Francis, a Basque, handsome, athletic, intelligent, used all these charisms as a true missionary, in the fullness of that term; as Ad Gentes declares, the document on the missions from the Second Vatican Council:
Yet man must respond to God Who calls, and that in such a way, that without taking counsel with flesh and blood (Gal. 1:16), he devotes himself wholly to the work of the Gospel. This response, however can only be given when the Holy Spirit gives His inspiration and His power. For he who is sent enters upon the life and mission of Him Who “emptied Himself, taking the nature of a slave” (Phil. 2:7). Therefore, he must be ready to stay at his vocation for an entire lifetime, and to renounce himself and all those whom he thus far considered as his own, and instead to “make himself all things to all men” (1 Cor. 9:22).

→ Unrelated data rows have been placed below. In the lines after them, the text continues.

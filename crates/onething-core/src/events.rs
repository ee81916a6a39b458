use chrono::{DateTime, FixedOffset};
use serde::{Deserialize, Serialize};

/// Every focus-session transition produces an Event.
/// Front ends render them; the completion pipeline reacts to `FocusCompleted`.
#[derive(Debug, Clone, PartialEq, Eq, Serialize, Deserialize)]
#[serde(tag = "type")]
pub enum Event {
    FocusStarted {
        task_id: String,
        minutes: u32,
        at: DateTime<FixedOffset>,
    },
    FocusPaused {
        task_id: String,
        remaining_secs: u64,
        /// Paused because the app lost the foreground.
        backgrounded: bool,
        at: DateTime<FixedOffset>,
    },
    FocusResumed {
        task_id: String,
        remaining_secs: u64,
        at: DateTime<FixedOffset>,
    },
    FocusCompleted {
        task_id: String,
        total_secs: u64,
        at: DateTime<FixedOffset>,
    },
    FocusCancelled {
        task_id: String,
        remaining_secs: u64,
        at: DateTime<FixedOffset>,
    },
}

impl Event {
    pub fn task_id(&self) -> &str {
        match self {
            Event::FocusStarted { task_id, .. }
            | Event::FocusPaused { task_id, .. }
            | Event::FocusResumed { task_id, .. }
            | Event::FocusCompleted { task_id, .. }
            | Event::FocusCancelled { task_id, .. } => task_id,
        }
    }
}

#[cfg(test)]
mod tests {
    use super::*;

    #[test]
    fn serializes_with_type_tag() {
        let at = DateTime::parse_from_rfc3339("2024-03-01T09:00:00+09:00").unwrap();
        let e = Event::FocusCompleted {
            task_id: "todo_1".into(),
            total_secs: 300,
            at,
        };
        let json = serde_json::to_value(&e).unwrap();
        assert_eq!(json["type"], "FocusCompleted");
        assert_eq!(e.task_id(), "todo_1");
    }
}
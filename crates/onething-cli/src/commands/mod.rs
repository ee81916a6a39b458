pub mod achievements;
pub mod coins;
pub mod condition;
pub mod config;
pub mod focus;
pub mod notify;
pub mod room;
pub mod shop;
pub mod social;
pub mod streak;
pub mod task;

use std::sync::Arc;

use onething_core::{App, Config, RestMirror};
use serde::Serialize;
use tracing::warn;

pub type CliResult = Result<(), Box<dyn std::error::Error>>;

/// Open the on-disk state, attaching the remote mirror when configured.
///
/// Must run inside the tokio runtime; the mirror's outbox worker is spawned
/// onto it.
pub fn open_app() -> Result<App, Box<dyn std::error::Error>> {
    let config = Config::load_or_default();
    let mirror = if config.mirror.is_configured() {
        match RestMirror::from_config(&config.mirror) {
            Ok(mirror) => Some(mirror),
            Err(e) => {
                warn!(error = %e, "mirror disabled");
                None
            }
        }
    } else {
        None
    };

    let app = App::open(config)?;
    Ok(match mirror {
        Some(mirror) => app.with_mirror(Arc::new(mirror)),
        None => app,
    })
}

pub fn print_json<T: Serialize + ?Sized>(value: &T) -> CliResult {
    println!("{}", serde_json::to_string_pretty(value)?);
    Ok(())
}

/// Parse `x,y` into grid coordinates.
pub fn parse_cell(s: &str) -> Result<(i32, i32), String> {
    let (x, y) = s
        .split_once(',')
        .ok_or_else(|| format!("expected x,y; got '{s}'"))?;
    let x = x.trim().parse().map_err(|_| format!("bad column in '{s}'"))?;
    let y = y.trim().parse().map_err(|_| format!("bad row in '{s}'"))?;
    Ok((x, y))
}
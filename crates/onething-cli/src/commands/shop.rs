use clap::Subcommand;
use onething_core::shop::{items_in_category, ItemCategory};
use onething_core::PurchaseOutcome;
use serde_json::json;

use super::{open_app, print_json, CliResult};

#[derive(Subcommand)]
pub enum ShopAction {
    /// List items with price and ownership
    List {
        /// furniture, plant, pet, deco, electronic or food
        #[arg(long)]
        category: Option<ItemCategory>,
    },
    /// Buy an item; it is placed in the first free cell
    Buy {
        /// Item ID
        id: String,
    },
}

pub async fn run(action: ShopAction) -> CliResult {
    let mut app = open_app()?;

    match action {
        ShopAction::List { category } => {
            let balance = app.ledger().balance()?;
            let mut rows = Vec::new();
            for item in items_in_category(category) {
                rows.push(json!({
                    "item": item,
                    "owned": app.shop().has_purchased(item.id)?,
                    "affordable": item.price <= balance,
                }));
            }
            print_json(&rows)?;
        }
        ShopAction::Buy { id } => {
            let outcome = app.purchase(&id)?;
            print_json(&outcome)?;
            if !matches!(outcome, PurchaseOutcome::Purchased { .. }) {
                app.shutdown().await;
                return Err(format!("purchase of {id} failed").into());
            }
        }
    }

    app.shutdown().await;
    Ok(())
}
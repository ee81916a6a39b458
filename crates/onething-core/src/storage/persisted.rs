//! Two-phase persisted state.
//!
//! A store starts [`Hydration::Uninitialized`]; [`Persisted::hydrate`] reads
//! its record (or falls back to defaults) and moves it to `Ready`. Every
//! mutation goes through [`Persisted::update`], which writes the whole record
//! back before returning.

use std::sync::Arc;

use serde::de::DeserializeOwned;
use serde::Serialize;
use tracing::{debug, warn};

use super::StateStore;
use crate::error::{CoreError, Result};

/// Load phase of a persisted store.
#[derive(Debug, Clone, PartialEq)]
pub enum Hydration<S> {
    Uninitialized,
    Ready(S),
}

/// State of one store bound to its record in a [`StateStore`].
pub struct Persisted<S> {
    key: &'static str,
    backend: Arc<dyn StateStore>,
    slot: Hydration<S>,
}

impl<S> Persisted<S>
where
    S: Serialize + DeserializeOwned + Default,
{
    pub fn new(key: &'static str, backend: Arc<dyn StateStore>) -> Self {
        Self {
            key,
            backend,
            slot: Hydration::Uninitialized,
        }
    }

    pub fn key(&self) -> &'static str {
        self.key
    }

    pub fn is_hydrated(&self) -> bool {
        matches!(self.slot, Hydration::Ready(_))
    }

    /// Load the record from the backend.
    ///
    /// A missing record yields defaults. A record that no longer parses is
    /// logged and replaced with defaults rather than blocking startup.
    ///
    /// # Errors
    /// Returns an error only if the backend itself fails.
    pub fn hydrate(&mut self) -> Result<()> {
        let state = match self.backend.load(self.key)? {
            Some(raw) => match serde_json::from_str::<S>(&raw) {
                Ok(state) => state,
                Err(e) => {
                    warn!(key = self.key, error = %e, "discarding unreadable record");
                    S::default()
                }
            },
            None => S::default(),
        };
        debug!(key = self.key, "hydrated");
        self.slot = Hydration::Ready(state);
        Ok(())
    }

    /// Borrow the loaded state.
    ///
    /// # Errors
    /// [`CoreError::NotHydrated`] before [`Persisted::hydrate`] has run.
    pub fn get(&self) -> Result<&S> {
        match &self.slot {
            Hydration::Ready(state) => Ok(state),
            Hydration::Uninitialized => Err(self.not_hydrated()),
        }
    }

    /// Apply `f` to the state and write the result back.
    ///
    /// # Errors
    /// [`CoreError::NotHydrated`] before hydration, or a backend/serialization
    /// failure. On a write failure the in-memory change is kept.
    pub fn update<R>(&mut self, f: impl FnOnce(&mut S) -> R) -> Result<R> {
        let state = match &mut self.slot {
            Hydration::Ready(state) => state,
            Hydration::Uninitialized => {
                return Err(CoreError::NotHydrated {
                    key: self.key.to_string(),
                })
            }
        };
        let out = f(state);
        let raw = serde_json::to_string(state)?;
        self.backend.save(self.key, &raw)?;
        Ok(out)
    }

    fn not_hydrated(&self) -> CoreError {
        CoreError::NotHydrated {
            key: self.key.to_string(),
        }
    }
}

#[cfg(test)]
mod tests {
    use super::*;
    use crate::storage::MemoryStore;
    use serde::Deserialize;

    #[derive(Debug, Default, Serialize, Deserialize, PartialEq)]
    struct Counter {
        n: u32,
    }

    #[test]
    fn access_before_hydrate_fails() {
        let mut p: Persisted<Counter> = Persisted::new("counter", Arc::new(MemoryStore::new()));
        assert!(!p.is_hydrated());
        assert!(matches!(p.get(), Err(CoreError::NotHydrated { .. })));
        assert!(p.update(|c| c.n += 1).is_err());
    }

    #[test]
    fn update_is_written_through() {
        let backend = Arc::new(MemoryStore::new());
        let mut p: Persisted<Counter> = Persisted::new("counter", backend.clone());
        p.hydrate().unwrap();
        p.update(|c| c.n = 7).unwrap();

        let mut reloaded: Persisted<Counter> = Persisted::new("counter", backend);
        reloaded.hydrate().unwrap();
        assert_eq!(reloaded.get().unwrap().n, 7);
    }

    #[test]
    fn corrupt_record_falls_back_to_default() {
        let backend = Arc::new(MemoryStore::new());
        backend.save("counter", "{not json").unwrap();
        let mut p: Persisted<Counter> = Persisted::new("counter", backend);
        p.hydrate().unwrap();
        assert_eq!(p.get().unwrap(), &Counter::default());
    }
}
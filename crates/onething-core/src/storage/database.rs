//! SQLite-backed record storage.
//!
//! Every store lives as one JSON blob in the `kv` table, keyed by the store's
//! record name (e.g. `onething-coins`).

use std::path::Path;
use std::sync::Mutex;

use chrono::Utc;
use rusqlite::{params, Connection};

use super::{data_dir, migrations, StateStore};
use crate::error::{DatabaseError, Result};

/// SQLite database holding all persisted store records.
pub struct Database {
    conn: Mutex<Connection>,
}

impl Database {
    /// Open the database at `~/.config/onething/onething.db`.
    ///
    /// Creates the database file and schema if they don't exist.
    ///
    /// # Errors
    /// Returns an error if the database cannot be opened or migrated.
    pub fn open() -> Result<Self> {
        let path = data_dir()?.join("onething.db");
        Self::open_at(&path)
    }

    /// Open (or create) a database file at an explicit path.
    ///
    /// # Errors
    /// Returns an error if the database cannot be opened or migrated.
    pub fn open_at(path: &Path) -> Result<Self> {
        let conn = Connection::open(path).map_err(|source| DatabaseError::OpenFailed {
            path: path.to_path_buf(),
            source,
        })?;
        Self::with_connection(conn)
    }

    /// Open an in-memory database.
    ///
    /// # Errors
    /// Returns an error if the schema cannot be created.
    pub fn open_memory() -> Result<Self> {
        Self::with_connection(Connection::open_in_memory()?)
    }

    fn with_connection(conn: Connection) -> Result<Self> {
        migrations::migrate(&conn)?;
        Ok(Self {
            conn: Mutex::new(conn),
        })
    }

    /// Get a value from the kv store.
    pub fn kv_get(&self, key: &str) -> std::result::Result<Option<String>, rusqlite::Error> {
        let conn = self.conn();
        let mut stmt = conn.prepare("SELECT value FROM kv WHERE key = ?1")?;
        let result = stmt.query_row(params![key], |row| row.get::<_, String>(0));
        match result {
            Ok(v) => Ok(Some(v)),
            Err(rusqlite::Error::QueryReturnedNoRows) => Ok(None),
            Err(e) => Err(e),
        }
    }

    /// Set a value in the kv store.
    pub fn kv_set(&self, key: &str, value: &str) -> std::result::Result<(), rusqlite::Error> {
        self.conn().execute(
            "INSERT OR REPLACE INTO kv (key, value, updated_at) VALUES (?1, ?2, ?3)",
            params![key, value, Utc::now().to_rfc3339()],
        )?;
        Ok(())
    }

    /// Names of all stored records.
    pub fn kv_keys(&self) -> std::result::Result<Vec<String>, rusqlite::Error> {
        let conn = self.conn();
        let mut stmt = conn.prepare("SELECT key FROM kv ORDER BY key")?;
        let rows = stmt.query_map([], |row| row.get::<_, String>(0))?;
        rows.collect()
    }

    fn conn(&self) -> std::sync::MutexGuard<'_, Connection> {
        self.conn.lock().unwrap_or_else(|e| e.into_inner())
    }
}

impl StateStore for Database {
    fn load(&self, key: &str) -> Result<Option<String>> {
        Ok(self.kv_get(key)?)
    }

    fn save(&self, key: &str, value: &str) -> Result<()> {
        self.kv_set(key, value)?;
        Ok(())
    }
}
//! Focus countdown for one task.
//!
//! Caller-driven like a metronome: each `tick()` is one elapsed second. No
//! persisted store is touched here; completion is reported as an event and the
//! orchestrator decides what it is worth.
//!
//! ```text
//! SelectingDuration -> Running <-> Paused
//!                      Running -> Finished
//! Running | Paused -> (cancelled) -> SelectingDuration
//! ```

use std::sync::Arc;

use serde::{Deserialize, Serialize};
use tracing::debug;

use crate::clock::Clock;
use crate::events::Event;
use crate::task::Task;

#[derive(Debug, Clone, Copy, PartialEq, Eq, Serialize, Deserialize)]
#[serde(rename_all = "kebab-case")]
pub enum FocusPhase {
    SelectingDuration,
    Running,
    Paused,
    Finished,
}

/// Selectable focus lengths in minutes for a task estimate.
pub fn duration_options(estimated_minutes: u32) -> [u32; 3] {
    match estimated_minutes {
        0..=5 => [5, 15, 25],
        6..=15 => [15, 25, 45],
        16..=30 => [25, 45, 60],
        _ => [45, 60, 90],
    }
}

pub fn recommended_minutes(estimated_minutes: u32) -> u32 {
    duration_options(estimated_minutes)[0]
}

const BUDDY_LINES: [&str; 4] = [
    "Focusing together...",
    "Working hard!",
    "You're doing great, keep going!",
    "Almost there!",
];
const BUDDY_ROTATE_SECS: u64 = 30;

pub struct FocusSession {
    task_id: String,
    task_title: String,
    estimated_minutes: u32,
    phase: FocusPhase,
    total_secs: u64,
    remaining_secs: u64,
    clock: Arc<dyn Clock>,
}

impl FocusSession {
    pub fn new(task: &Task, clock: Arc<dyn Clock>) -> Self {
        Self {
            task_id: task.id.clone(),
            task_title: task.title.clone(),
            estimated_minutes: task.estimated_minutes,
            phase: FocusPhase::SelectingDuration,
            total_secs: 0,
            remaining_secs: 0,
            clock,
        }
    }

    // ── Queries ──────────────────────────────────────────────────────

    pub fn task_id(&self) -> &str {
        &self.task_id
    }

    pub fn task_title(&self) -> &str {
        &self.task_title
    }

    pub fn phase(&self) -> FocusPhase {
        self.phase
    }

    pub fn total_secs(&self) -> u64 {
        self.total_secs
    }

    pub fn remaining_secs(&self) -> u64 {
        self.remaining_secs
    }

    pub fn options(&self) -> [u32; 3] {
        duration_options(self.estimated_minutes)
    }

    pub fn recommended(&self) -> u32 {
        recommended_minutes(self.estimated_minutes)
    }

    /// 0.0 before start, 1.0 when finished.
    pub fn progress(&self) -> f64 {
        if self.total_secs == 0 {
            return 0.0;
        }
        1.0 - self.remaining_secs as f64 / self.total_secs as f64
    }

    /// Remaining time as `MM:SS`.
    pub fn display(&self) -> String {
        format!("{:02}:{:02}", self.remaining_secs / 60, self.remaining_secs % 60)
    }

    /// Encouragement from the focus buddy; changes every 30 s of focus.
    pub fn buddy_line(&self) -> &'static str {
        let elapsed = self.total_secs - self.remaining_secs;
        BUDDY_LINES[((elapsed / BUDDY_ROTATE_SECS) as usize) % BUDDY_LINES.len()]
    }

    // ── Commands ─────────────────────────────────────────────────────

    /// Begin counting down. Only valid while selecting a duration and only
    /// for one of [`FocusSession::options`].
    pub fn start(&mut self, minutes: u32) -> Option<Event> {
        if self.phase != FocusPhase::SelectingDuration
            || minutes == 0
            || !self.options().contains(&minutes)
        {
            return None;
        }
        self.total_secs = u64::from(minutes) * 60;
        self.remaining_secs = self.total_secs;
        self.phase = FocusPhase::Running;
        debug!(task_id = %self.task_id, minutes, "focus started");
        Some(Event::FocusStarted {
            task_id: self.task_id.clone(),
            minutes,
            at: self.clock.now(),
        })
    }

    /// Advance by one second. Yields `FocusCompleted` exactly once.
    pub fn tick(&mut self) -> Option<Event> {
        if self.phase != FocusPhase::Running {
            return None;
        }
        self.remaining_secs = self.remaining_secs.saturating_sub(1);
        if self.remaining_secs > 0 {
            return None;
        }
        self.phase = FocusPhase::Finished;
        debug!(task_id = %self.task_id, "focus finished");
        Some(Event::FocusCompleted {
            task_id: self.task_id.clone(),
            total_secs: self.total_secs,
            at: self.clock.now(),
        })
    }

    pub fn pause(&mut self) -> Option<Event> {
        self.pause_inner(false)
    }

    /// The app went to the background; a running countdown pauses.
    pub fn backgrounded(&mut self) -> Option<Event> {
        self.pause_inner(true)
    }

    pub fn resume(&mut self) -> Option<Event> {
        if self.phase != FocusPhase::Paused {
            return None;
        }
        self.phase = FocusPhase::Running;
        Some(Event::FocusResumed {
            task_id: self.task_id.clone(),
            remaining_secs: self.remaining_secs,
            at: self.clock.now(),
        })
    }

    /// Give up. Carries no penalty; the session returns to duration selection.
    pub fn cancel(&mut self) -> Option<Event> {
        if !matches!(self.phase, FocusPhase::Running | FocusPhase::Paused) {
            return None;
        }
        let remaining_secs = self.remaining_secs;
        self.phase = FocusPhase::SelectingDuration;
        self.total_secs = 0;
        self.remaining_secs = 0;
        debug!(task_id = %self.task_id, remaining_secs, "focus cancelled");
        Some(Event::FocusCancelled {
            task_id: self.task_id.clone(),
            remaining_secs,
            at: self.clock.now(),
        })
    }

    // ── Internal ─────────────────────────────────────────────────────

    fn pause_inner(&mut self, backgrounded: bool) -> Option<Event> {
        if self.phase != FocusPhase::Running {
            return None;
        }
        self.phase = FocusPhase::Paused;
        Some(Event::FocusPaused {
            task_id: self.task_id.clone(),
            remaining_secs: self.remaining_secs,
            backgrounded,
            at: self.clock.now(),
        })
    }
}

Once he left Europe, Xavier never saw his native land again, and died in exile, as we all must in some sense. As he wrote to his former fellow scholars back in Paris: I wish they would work as hard at this as they do at their books, and so settle their account with God for their learning and the talents entrusted to them.
If not their salvation, at least ours may depend upon leaving ‘all’, in some sense, for the sake of the Gospel. We could use more of his intensity in our Church, that there really is much at stake in this pilgrimage of life, and we will all be asked what we have done with the time and talents we have been given, in the cause of Christ, the beginning and the end of all history.
For only in the mystery of the Incarnate Word, as Gaudium et Spes declares, does the mystery of man make sense.
And what that Word can do with a few good men such as Saint Francis Xavier, who gave all, and gained everything.